Chemistry: No fun if nothing explodes


Our house had two or three of the things around from my three older brothers — you know, the old Gilbert or Chemcraft chemistry sets, complete with potentially dangerous chemicals, test tubes, an alcohol lamp, a couple of beakers and stands, and instructions for how to make cool reactions with warnings about not making things explode.

chemistry glassware with colored water

We all made things explode, of course. That’s the fun stuff. Making jellied alcohol was fun, too — older brother Wes did that at Halloween, as I recall, the better to make a flaming hand (once was enough, thanks). We didn’t worry so much about the poisonous qualities of hydrogen sulfide, as we did worry about how to claim somebody else was suffering from flatulence when we made it. The kits and their metal boxes were in poor repair by the time I got around to them, but other kids in the neighborhood had new ones, and we always had the labs at the junior high and high school, which were stocked with enough dangerous stuff to keep us on the edge of blowing up the school, we thought (probably incorrectly).

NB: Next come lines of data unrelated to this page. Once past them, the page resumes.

// SPDX-FileCopyrightText: 2026 Zapdesk Contributors
// SPDX-License-Identifier: MIT OR Apache-2.0

//! Management REST clients for the self-hosted gateways.
//!
//! Every client wraps an [`ApiClient`]: a `reqwest::Client` with the
//! provider's auth header baked in, plus helpers that turn non-2xx answers
//! into [`ZapdeskError::Provider`].

pub mod baileys;
pub mod evolution;
pub mod waha;
pub mod wppconnect;

use std::sync::Arc;
use std::time::Duration;

use reqwest::RequestBuilder;
use reqwest::header::{HeaderMap, HeaderName, HeaderValue};
use serde::de::DeserializeOwned;
use tracing::debug;

use zapdesk_config::ZapdeskConfig;
use zapdesk_core::identity::{AddressKind, is_group_or_broadcast, parse_address};
use zapdesk_core::traits::LiveContact;
use zapdesk_core::{GatewayClient, Provider, ZapdeskError};

pub use baileys::BaileysClient;
pub use evolution::EvolutionClient;
pub use waha::WahaClient;
pub use wppconnect::WppConnectClient;

/// Management calls are interactive; fail fast rather than hang the operator.
const REQUEST_TIMEOUT: Duration = Duration::from_secs(30);

/// Build the management client for `provider`, if one is configured.
///
/// Meta has no session management API and always yields `None`.
pub fn gateway_client(
    provider: Provider,
    config: &ZapdeskConfig,
) -> Result<Option<Arc<dyn GatewayClient>>, ZapdeskError> {
    let client: Arc<dyn GatewayClient> = match provider {
        Provider::Baileys if config.baileys.api_url.is_some() => {
            Arc::new(BaileysClient::new(&config.baileys)?)
        }
        Provider::Evolution if config.evolution.api_url.is_some() => {
            Arc::new(EvolutionClient::new(&config.evolution)?)
        }
        Provider::Waha if config.waha.api_url.is_some() => Arc::new(WahaClient::new(&config.waha)?),
        Provider::WppConnect if config.wppconnect.api_url.is_some() => {
            Arc::new(WppConnectClient::new(&config.wppconnect)?)
        }
        _ => return Ok(None),
    };
    Ok(Some(client))
}

/// HTTP plumbing shared by the gateway clients.
pub(crate) struct ApiClient {
    provider: Provider,
    http: reqwest::Client,
    base_url: String,
}

impl std::fmt::Debug for ApiClient {
    fn fmt(&self, f: &mut std::fmt::Formatter<'_>) -> std::fmt::Result {
        f.debug_struct("ApiClient")
            .field("provider", &self.provider)
            .field("base_url", &self.base_url)
            .finish_non_exhaustive()
    }
}

impl ApiClient {
    /// `auth` is an optional `(header, secret)` pair sent with every request.
    pub(crate) fn new(
        provider: Provider,
        base_url: Option<&str>,
        auth: Option<(&'static str, &str)>,
    ) -> Result<Self, ZapdeskError> {
        let base_url = base_url
            .filter(|u| !u.trim().is_empty())
            .ok_or_else(|| ZapdeskError::Config(format!("{provider}.api_url is not set")))?
            .trim_end_matches('/')
            .to_string();

        let mut headers = HeaderMap::new();
        if let Some((name, secret)) = auth {
            let mut value = HeaderValue::from_str(secret).map_err(|e| {
                ZapdeskError::Config(format!("invalid {provider} API key header value: {e}"))
            })?;
            value.set_sensitive(true);
            headers.insert(HeaderName::from_static(name), value);
        }

        let http = reqwest::Client::builder()
            .default_headers(headers)
            .timeout(REQUEST_TIMEOUT)
            .build()
            .map_err(|e| ZapdeskError::Provider {
                provider,
                message: format!("failed to build HTTP client: {e}"),
                source: Some(Box::new(e)),
            })?;

        Ok(Self {
            provider,
            http,
            base_url,
        })
    }

    pub(crate) fn url(&self, path: &str) -> String {
        format!("{}{}", self.base_url, path)
    }

    pub(crate) fn get(&self, path: &str) -> RequestBuilder {
        self.http.get(self.url(path))
    }

    pub(crate) fn post(&self, path: &str) -> RequestBuilder {
        self.http.post(self.url(path))
    }

    pub(crate) fn delete(&self, path: &str) -> RequestBuilder {
        self.http.delete(self.url(path))
    }

    async fn send(&self, request: RequestBuilder, action: &str) -> Result<reqwest::Response, ZapdeskError> {
        let response = request.send().await.map_err(|e| ZapdeskError::Provider {
            provider: self.provider,
            message: format!("{action}: HTTP request failed: {e}"),
            source: Some(Box::new(e)),
        })?;

        let status = response.status();
        debug!(provider = %self.provider, action, status = %status, "gateway response");
        if status.is_success() {
            return Ok(response);
        }
        let body = response.text().await.unwrap_or_default();
        Err(ZapdeskError::provider(
            self.provider,
            format!("{action}: gateway returned {status}: {}", truncate(&body, 300)),
        ))
    }

    /// Send and decode a JSON answer.
    pub(crate) async fn json<T: DeserializeOwned>(
        &self,
        request: RequestBuilder,
        action: &str,
    ) -> Result<T, ZapdeskError> {
        let response = self.send(request, action).await?;
        let body = response.text().await.map_err(|e| ZapdeskError::Provider {
            provider: self.provider,
            message: format!("{action}: failed to read response body: {e}"),
            source: Some(Box::new(e)),
        })?;
        serde_json::from_str(&body).map_err(|e| ZapdeskError::Provider {
            provider: self.provider,
            message: format!("{action}: unexpected response: {e}"),
            source: Some(Box::new(e)),
        })
    }

    /// Send and read the answer as text.
    pub(crate) async fn text(&self, request: RequestBuilder, action: &str) -> Result<String, ZapdeskError> {
        let response = self.send(request, action).await?;
        response.text().await.map_err(|e| ZapdeskError::Provider {
            provider: self.provider,
            message: format!("{action}: failed to read response body: {e}"),
            source: Some(Box::new(e)),
        })
    }

    /// Send and ignore the body.
    pub(crate) async fn empty(&self, request: RequestBuilder, action: &str) -> Result<(), ZapdeskError> {
        self.send(request, action).await.map(|_| ())
    }
}

fn truncate(s: &str, max: usize) -> &str {
    match s.char_indices().nth(max) {
        Some((idx, _)) => &s[..idx],
        None => s,
    }
}

/// Sort a handful of JIDs into phone and LID slots.
pub(crate) fn live_contact(jids: &[Option<&str>], push_name: Option<String>) -> LiveContact {
    let mut contact = LiveContact {
        push_name: push_name.filter(|n| !n.trim().is_empty()),
        ..LiveContact::default()
    };
    for jid in jids.iter().flatten() {
        if is_group_or_broadcast(jid) {
            continue;
        }
        let Some(addr) = parse_address(jid) else { continue };
        match addr.kind {
            AddressKind::Phone if contact.phone.is_none() => contact.phone = Some(addr.id),
            AddressKind::Lid if contact.lid.is_none() => contact.lid = Some(addr.id),
            _ => {}
        }
    }
    contact
}

#[cfg(test)]
mod tests {
    use super::*;

    #[test]
    fn live_contact_classifies_jids() {
        let c = live_contact(
            &[Some("64081549635686@lid"), Some("5511999998888@s.whatsapp.net"), None],
            Some("Rafa".into()),
        );
        let broadcast = live_contact(&[Some("status@broadcast")], None);
        assert!(broadcast.phone.is_none() && broadcast.lid.is_none());
        assert_eq!(c.phone.as_deref(), Some("5511999998888"));
        assert_eq!(c.lid.as_deref(), Some("64081549635686"));
        assert_eq!(c.push_name.as_deref(), Some("Rafa"));
    }

    #[test]
    fn unconfigured_providers_have_no_client() {
        let config = ZapdeskConfig::default();
        for provider in Provider::ALL {
            assert!(gateway_client(provider, &config).unwrap().is_none());
        }

        let mut config = ZapdeskConfig::default();
        config.waha.api_url = Some("http://waha:3000".into());
        let client = gateway_client(Provider::Waha, &config).unwrap().unwrap();
        assert_eq!(client.provider(), Provider::Waha);
        assert!(gateway_client(Provider::Meta, &config).unwrap().is_none());
    }

    #[test]
    fn missing_base_url_is_a_config_error() {
        assert!(matches!(
            ApiClient::new(Provider::Waha, None, None),
            Err(ZapdeskError::Config(_))
        ));
    }

    #[test]
    fn truncate_respects_char_boundaries() {
        assert_eq!(truncate("ação", 2), "aç");
        assert_eq!(truncate("ok", 10), "ok");
    }
}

One sign of laboratory experience: The acid holes in the Levi jeans. Older son Kenny recently discovered these things still happen in a lab at college. It had never occurred to him to worry about it before — one of his favorite t-shirts, too. (Holes in clothes appear not to be the fashion statement they were for his parents . . .)

12 Angry Men laments the wussification of these old chemistry sets. No danger anymore, he says.

Someone in comments claims you can still get the dangerous stuff.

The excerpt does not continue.